Required action — Copy all lines below that use the word "active".
╔══
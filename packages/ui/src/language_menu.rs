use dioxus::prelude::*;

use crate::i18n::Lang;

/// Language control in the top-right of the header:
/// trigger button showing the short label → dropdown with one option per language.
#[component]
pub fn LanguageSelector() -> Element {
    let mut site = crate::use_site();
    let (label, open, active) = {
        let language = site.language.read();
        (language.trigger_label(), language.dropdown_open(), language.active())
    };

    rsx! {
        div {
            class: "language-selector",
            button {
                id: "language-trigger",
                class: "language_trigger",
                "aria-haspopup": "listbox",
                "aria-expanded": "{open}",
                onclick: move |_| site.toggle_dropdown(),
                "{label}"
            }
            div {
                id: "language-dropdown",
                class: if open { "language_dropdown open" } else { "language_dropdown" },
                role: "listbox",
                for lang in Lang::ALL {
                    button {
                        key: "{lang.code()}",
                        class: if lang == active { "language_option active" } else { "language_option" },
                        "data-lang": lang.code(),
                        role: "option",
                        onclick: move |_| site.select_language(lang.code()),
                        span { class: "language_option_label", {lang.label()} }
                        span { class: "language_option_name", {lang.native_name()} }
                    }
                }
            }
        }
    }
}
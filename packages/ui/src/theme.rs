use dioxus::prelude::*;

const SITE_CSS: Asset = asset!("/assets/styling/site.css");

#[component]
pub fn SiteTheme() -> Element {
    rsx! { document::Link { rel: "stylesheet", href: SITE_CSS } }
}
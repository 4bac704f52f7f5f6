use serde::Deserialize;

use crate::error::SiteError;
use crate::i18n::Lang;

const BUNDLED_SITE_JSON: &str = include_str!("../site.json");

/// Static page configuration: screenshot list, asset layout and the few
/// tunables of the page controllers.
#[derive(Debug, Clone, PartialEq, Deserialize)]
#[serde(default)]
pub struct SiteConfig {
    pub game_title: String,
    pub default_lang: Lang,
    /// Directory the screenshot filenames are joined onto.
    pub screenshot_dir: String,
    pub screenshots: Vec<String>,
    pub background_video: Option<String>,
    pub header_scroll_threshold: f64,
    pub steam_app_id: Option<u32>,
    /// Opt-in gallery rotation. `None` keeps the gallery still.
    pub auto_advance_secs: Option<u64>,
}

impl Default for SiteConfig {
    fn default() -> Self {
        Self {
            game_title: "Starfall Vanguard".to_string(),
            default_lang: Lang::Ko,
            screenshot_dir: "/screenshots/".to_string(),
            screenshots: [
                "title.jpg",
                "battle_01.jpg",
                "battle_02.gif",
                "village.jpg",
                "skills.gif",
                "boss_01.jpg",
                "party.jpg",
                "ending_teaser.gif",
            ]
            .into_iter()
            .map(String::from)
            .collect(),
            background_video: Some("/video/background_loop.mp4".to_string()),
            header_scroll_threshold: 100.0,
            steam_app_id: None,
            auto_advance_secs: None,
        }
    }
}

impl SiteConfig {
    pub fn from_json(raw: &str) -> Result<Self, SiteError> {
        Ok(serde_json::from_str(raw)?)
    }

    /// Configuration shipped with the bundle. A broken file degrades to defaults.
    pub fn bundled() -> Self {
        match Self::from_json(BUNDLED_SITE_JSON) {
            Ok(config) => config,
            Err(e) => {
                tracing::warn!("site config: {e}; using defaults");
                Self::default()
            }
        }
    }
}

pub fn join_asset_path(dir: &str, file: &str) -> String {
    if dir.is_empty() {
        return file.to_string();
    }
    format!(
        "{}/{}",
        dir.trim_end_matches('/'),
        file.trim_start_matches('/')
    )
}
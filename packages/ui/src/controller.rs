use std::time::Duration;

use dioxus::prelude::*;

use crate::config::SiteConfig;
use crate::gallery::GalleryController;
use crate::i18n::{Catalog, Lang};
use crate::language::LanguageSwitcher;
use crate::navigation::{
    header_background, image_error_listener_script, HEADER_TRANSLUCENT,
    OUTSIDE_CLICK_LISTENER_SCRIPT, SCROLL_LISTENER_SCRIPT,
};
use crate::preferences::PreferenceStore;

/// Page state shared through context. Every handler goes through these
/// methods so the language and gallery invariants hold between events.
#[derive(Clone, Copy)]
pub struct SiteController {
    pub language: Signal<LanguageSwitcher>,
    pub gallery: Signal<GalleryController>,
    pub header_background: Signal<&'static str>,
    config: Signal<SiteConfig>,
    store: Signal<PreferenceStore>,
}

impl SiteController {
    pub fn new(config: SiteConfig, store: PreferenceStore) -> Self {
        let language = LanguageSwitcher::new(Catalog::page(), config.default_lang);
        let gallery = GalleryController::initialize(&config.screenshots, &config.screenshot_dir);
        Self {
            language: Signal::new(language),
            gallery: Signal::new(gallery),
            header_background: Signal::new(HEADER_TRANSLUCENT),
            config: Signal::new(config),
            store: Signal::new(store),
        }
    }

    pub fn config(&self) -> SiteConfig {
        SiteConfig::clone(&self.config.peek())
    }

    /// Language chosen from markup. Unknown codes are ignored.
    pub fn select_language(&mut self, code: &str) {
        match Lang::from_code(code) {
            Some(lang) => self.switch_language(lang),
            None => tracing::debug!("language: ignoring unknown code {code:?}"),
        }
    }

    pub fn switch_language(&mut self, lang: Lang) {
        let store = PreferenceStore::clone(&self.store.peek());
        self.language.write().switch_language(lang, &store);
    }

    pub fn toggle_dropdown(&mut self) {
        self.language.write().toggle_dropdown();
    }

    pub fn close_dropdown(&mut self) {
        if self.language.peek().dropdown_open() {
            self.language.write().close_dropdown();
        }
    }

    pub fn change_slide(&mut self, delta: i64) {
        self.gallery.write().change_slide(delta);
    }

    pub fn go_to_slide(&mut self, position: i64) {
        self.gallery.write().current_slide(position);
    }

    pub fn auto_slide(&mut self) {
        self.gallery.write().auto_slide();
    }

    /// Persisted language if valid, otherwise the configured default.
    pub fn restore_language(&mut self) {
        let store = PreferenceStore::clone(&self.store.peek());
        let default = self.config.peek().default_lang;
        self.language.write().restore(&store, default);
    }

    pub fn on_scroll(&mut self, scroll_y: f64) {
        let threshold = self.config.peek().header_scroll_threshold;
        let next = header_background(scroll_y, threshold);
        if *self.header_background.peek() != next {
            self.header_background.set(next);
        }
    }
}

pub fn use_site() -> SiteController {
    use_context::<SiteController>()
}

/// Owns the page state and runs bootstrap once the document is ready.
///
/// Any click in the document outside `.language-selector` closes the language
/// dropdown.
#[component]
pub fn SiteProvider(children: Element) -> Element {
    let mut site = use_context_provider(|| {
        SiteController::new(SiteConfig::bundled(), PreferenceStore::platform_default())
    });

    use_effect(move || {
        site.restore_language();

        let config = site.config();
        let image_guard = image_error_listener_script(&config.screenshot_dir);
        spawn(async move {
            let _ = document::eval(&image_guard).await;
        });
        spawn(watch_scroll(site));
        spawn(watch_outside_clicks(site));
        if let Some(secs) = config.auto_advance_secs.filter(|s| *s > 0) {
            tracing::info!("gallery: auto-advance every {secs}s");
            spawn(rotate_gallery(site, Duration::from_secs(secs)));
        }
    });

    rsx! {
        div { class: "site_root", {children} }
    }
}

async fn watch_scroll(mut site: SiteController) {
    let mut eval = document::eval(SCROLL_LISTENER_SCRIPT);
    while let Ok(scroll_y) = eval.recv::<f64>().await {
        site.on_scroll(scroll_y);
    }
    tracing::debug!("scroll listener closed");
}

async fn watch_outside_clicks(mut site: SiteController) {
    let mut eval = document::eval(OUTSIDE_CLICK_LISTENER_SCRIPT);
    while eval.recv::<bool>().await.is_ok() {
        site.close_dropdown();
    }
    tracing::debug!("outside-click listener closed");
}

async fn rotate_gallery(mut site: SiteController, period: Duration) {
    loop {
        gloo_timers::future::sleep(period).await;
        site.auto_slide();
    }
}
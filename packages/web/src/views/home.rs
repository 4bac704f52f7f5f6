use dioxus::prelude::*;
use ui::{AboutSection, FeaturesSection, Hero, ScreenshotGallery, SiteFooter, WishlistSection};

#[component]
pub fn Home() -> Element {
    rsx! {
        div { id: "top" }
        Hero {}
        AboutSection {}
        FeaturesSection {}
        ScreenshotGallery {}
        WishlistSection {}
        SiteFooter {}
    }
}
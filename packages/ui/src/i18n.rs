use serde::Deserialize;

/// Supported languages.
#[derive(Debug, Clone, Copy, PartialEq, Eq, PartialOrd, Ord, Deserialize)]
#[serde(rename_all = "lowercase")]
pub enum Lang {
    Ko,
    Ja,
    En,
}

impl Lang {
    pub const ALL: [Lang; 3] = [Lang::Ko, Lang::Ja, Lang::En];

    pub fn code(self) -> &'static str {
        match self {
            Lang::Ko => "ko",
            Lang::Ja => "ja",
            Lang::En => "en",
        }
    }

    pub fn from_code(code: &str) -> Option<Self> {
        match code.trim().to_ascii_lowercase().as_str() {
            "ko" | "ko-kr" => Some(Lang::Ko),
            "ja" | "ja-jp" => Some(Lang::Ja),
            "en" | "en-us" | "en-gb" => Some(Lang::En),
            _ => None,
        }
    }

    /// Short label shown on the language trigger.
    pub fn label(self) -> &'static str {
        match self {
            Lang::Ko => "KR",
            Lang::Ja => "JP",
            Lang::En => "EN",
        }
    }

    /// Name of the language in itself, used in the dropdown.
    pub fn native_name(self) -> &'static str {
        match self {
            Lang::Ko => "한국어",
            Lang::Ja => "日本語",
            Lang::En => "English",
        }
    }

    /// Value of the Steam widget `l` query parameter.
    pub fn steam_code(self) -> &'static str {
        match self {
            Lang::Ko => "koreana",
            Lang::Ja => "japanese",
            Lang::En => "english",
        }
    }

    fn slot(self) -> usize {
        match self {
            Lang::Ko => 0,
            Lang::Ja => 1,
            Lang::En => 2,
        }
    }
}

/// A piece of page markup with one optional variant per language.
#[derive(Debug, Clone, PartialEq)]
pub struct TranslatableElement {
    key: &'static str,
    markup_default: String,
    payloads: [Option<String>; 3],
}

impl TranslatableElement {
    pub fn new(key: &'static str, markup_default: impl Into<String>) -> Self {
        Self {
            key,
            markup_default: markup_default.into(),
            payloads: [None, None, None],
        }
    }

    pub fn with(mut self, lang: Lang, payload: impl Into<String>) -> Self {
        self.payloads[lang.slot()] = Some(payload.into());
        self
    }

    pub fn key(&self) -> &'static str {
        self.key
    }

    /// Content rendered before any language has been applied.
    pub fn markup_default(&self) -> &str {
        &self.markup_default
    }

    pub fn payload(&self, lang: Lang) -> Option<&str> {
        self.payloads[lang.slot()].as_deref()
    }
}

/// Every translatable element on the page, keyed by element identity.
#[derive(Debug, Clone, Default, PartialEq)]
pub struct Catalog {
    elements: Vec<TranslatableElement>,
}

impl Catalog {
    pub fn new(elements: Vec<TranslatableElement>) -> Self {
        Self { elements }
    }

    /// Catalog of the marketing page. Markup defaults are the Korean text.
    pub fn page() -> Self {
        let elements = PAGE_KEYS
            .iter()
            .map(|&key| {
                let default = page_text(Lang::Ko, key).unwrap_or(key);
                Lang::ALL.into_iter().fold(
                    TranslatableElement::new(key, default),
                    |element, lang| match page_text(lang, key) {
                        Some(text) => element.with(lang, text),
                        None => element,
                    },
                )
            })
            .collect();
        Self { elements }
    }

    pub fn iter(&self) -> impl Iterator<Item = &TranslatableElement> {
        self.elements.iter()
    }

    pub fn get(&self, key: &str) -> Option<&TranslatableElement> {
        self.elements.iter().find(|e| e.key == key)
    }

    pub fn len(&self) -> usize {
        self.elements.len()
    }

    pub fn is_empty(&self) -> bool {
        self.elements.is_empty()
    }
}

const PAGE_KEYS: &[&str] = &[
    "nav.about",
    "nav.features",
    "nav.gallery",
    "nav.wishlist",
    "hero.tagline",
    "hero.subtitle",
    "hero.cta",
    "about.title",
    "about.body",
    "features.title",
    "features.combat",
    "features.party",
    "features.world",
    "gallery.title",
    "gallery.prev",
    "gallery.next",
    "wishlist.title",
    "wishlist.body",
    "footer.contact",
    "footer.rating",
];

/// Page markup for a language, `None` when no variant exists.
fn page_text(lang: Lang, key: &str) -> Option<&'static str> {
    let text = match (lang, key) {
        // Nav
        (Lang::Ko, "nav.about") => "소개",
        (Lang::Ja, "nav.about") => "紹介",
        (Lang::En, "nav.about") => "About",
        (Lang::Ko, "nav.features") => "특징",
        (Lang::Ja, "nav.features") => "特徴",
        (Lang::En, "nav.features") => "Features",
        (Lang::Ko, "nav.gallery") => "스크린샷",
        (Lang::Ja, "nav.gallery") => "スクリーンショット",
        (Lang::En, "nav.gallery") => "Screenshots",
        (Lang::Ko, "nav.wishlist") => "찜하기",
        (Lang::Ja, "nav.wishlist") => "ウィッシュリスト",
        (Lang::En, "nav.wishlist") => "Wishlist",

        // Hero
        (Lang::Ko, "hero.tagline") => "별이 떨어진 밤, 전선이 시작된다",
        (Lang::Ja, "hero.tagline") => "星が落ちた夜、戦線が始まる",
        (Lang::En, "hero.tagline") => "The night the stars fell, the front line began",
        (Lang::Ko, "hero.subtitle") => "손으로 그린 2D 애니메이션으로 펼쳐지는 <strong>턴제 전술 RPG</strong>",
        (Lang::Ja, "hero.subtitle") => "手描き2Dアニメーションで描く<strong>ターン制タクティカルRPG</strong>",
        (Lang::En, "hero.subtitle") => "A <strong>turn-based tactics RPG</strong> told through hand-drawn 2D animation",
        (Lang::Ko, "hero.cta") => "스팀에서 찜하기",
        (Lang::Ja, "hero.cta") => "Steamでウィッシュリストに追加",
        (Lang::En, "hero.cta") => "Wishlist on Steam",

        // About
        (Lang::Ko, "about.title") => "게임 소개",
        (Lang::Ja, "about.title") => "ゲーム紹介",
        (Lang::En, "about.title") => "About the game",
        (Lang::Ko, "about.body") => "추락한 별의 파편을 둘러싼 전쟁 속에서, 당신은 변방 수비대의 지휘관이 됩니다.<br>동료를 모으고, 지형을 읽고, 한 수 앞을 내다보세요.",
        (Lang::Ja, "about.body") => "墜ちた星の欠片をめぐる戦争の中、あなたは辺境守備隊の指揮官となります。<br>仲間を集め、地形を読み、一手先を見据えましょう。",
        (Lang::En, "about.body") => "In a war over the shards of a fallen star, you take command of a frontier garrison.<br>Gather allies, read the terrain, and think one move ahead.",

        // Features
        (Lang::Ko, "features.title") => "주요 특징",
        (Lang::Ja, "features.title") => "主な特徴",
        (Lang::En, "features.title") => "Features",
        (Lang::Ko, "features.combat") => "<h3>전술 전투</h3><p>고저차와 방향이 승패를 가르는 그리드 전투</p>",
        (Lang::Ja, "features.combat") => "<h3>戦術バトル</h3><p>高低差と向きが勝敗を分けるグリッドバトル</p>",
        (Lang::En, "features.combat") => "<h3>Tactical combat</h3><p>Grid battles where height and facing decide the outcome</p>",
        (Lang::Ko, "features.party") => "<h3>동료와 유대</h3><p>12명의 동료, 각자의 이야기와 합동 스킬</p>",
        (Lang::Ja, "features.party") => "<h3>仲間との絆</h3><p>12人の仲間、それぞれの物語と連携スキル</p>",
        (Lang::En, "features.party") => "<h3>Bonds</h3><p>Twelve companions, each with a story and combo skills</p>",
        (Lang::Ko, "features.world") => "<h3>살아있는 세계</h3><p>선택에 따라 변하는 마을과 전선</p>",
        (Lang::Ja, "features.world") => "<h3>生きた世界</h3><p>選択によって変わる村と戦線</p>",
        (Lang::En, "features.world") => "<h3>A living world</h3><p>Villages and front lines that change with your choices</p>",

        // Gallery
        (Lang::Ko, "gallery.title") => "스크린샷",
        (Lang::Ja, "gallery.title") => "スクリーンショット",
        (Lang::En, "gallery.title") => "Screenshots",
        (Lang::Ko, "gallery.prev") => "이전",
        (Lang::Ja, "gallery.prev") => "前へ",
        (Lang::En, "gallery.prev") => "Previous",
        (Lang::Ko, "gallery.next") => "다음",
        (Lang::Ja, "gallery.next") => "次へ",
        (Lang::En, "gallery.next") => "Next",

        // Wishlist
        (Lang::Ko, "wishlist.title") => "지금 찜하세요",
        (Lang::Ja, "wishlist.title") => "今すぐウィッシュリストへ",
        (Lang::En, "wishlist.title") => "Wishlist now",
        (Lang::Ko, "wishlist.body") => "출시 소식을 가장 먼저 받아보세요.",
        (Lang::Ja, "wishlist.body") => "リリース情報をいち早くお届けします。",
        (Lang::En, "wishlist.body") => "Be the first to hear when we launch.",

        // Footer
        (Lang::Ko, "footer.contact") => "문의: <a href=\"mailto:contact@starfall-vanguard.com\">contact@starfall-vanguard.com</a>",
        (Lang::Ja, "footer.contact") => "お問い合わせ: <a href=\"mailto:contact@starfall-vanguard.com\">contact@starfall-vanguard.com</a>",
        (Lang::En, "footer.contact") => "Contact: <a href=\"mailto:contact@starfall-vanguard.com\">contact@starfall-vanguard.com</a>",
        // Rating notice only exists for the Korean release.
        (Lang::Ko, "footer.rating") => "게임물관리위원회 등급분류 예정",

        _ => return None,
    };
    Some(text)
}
╚══
Solution —
    let (label, open, active) = {
        (language.trigger_label(), language.dropdown_open(), language.active())
                        class: if lang == active { "language_option active" } else { "language_option" },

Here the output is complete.